Croup involves inflammation of the windpipe and voice box. This condition is usually triggered by a communicable viral infection that results to cough, loud squeak-like noise and oftentimes difficulty while inhaling. The condition mainly affects children ages 6 months up to 3 years.
Croup is triggered by a viral infection that results to swelling of the airway lining especially the area right beneath the voice box. Parainfluenza viruses are the usual cause but also by other viruses such as respiratory syncytial virus or the flu virus. If caused by the influenza virus, it can be quite severe and occur in a wider age group of children.
Even though this condition occurs all over the year, seasonal outbreaks can occur. If caused by the parainfluenza virus, it occurs in the fall season while those caused by respiratory syncytial virus and flu virus occur in the winter and spring season.
What are the indications of croup?
Croup starts with symptoms of common cold – sneezing, runny nose, mild fever and coughing. This is followed by hoarseness and frequent, unusual bark-like coughing. It ranges widely in terms of severity.
Oftentimes, the swelling of the airway causes difficulty breathing which is evident during inhalation. In severe cases, there is a loud, squeak-like noise or stridor that can be heard while breathing in. Almost half of cases have fever.
All the symptoms are worse during night time and can even awaken a child from sleep. The symptoms are lessened in the morning and become worse the next night. The worst symptoms typically last 3-4 days and the cough persists but changes to a cough with a looser sound. Remember that this is how the condition normally progresses.
How is it diagnosed
The doctor will determine if a child has croup based on the characteristics of the symptoms, particularly the sound of the cough.

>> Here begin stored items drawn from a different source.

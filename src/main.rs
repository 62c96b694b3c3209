use anyhow::Result;
use tracing_subscriber::EnvFilter;

#[tokio::main]
async fn main() -> Result<()> {
    tracing_subscriber::fmt()
        .with_env_filter(EnvFilter::try_from_default_env().unwrap_or_else(|_| EnvFilter::new("warn")))
        .with_writer(std::io::stderr)
        .init();

    portal_search::run().await
}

An X-ray of the chest and neck are taken so that the doctor can come up with a definitive diagnosis.
When a child develops a croup-like breathing pattern, a doctor should be consulted since a child can become very sick rapidly.
A child who is mildly sick can be cared for at home and recover in 3-4 days. You have to ensure that the child is comfortable, given plenty of fluids and allowed to rest since crying and being fatigued can aggravate the condition. A humidifier can minimize the dryness of the upper airways and ease breathing. You can also turn on a shower to the hottest setting to produce steam that can increase the humidity rapidly.
Children who might be severely sick might be given a single dose of a corticosteroid by the doctor to prevent the symptoms from worsening. Children suffering from continuous croup must be assessed by a doctor and usually given corticosteroids and even require hospitalization so that the child is under observation and continuous care.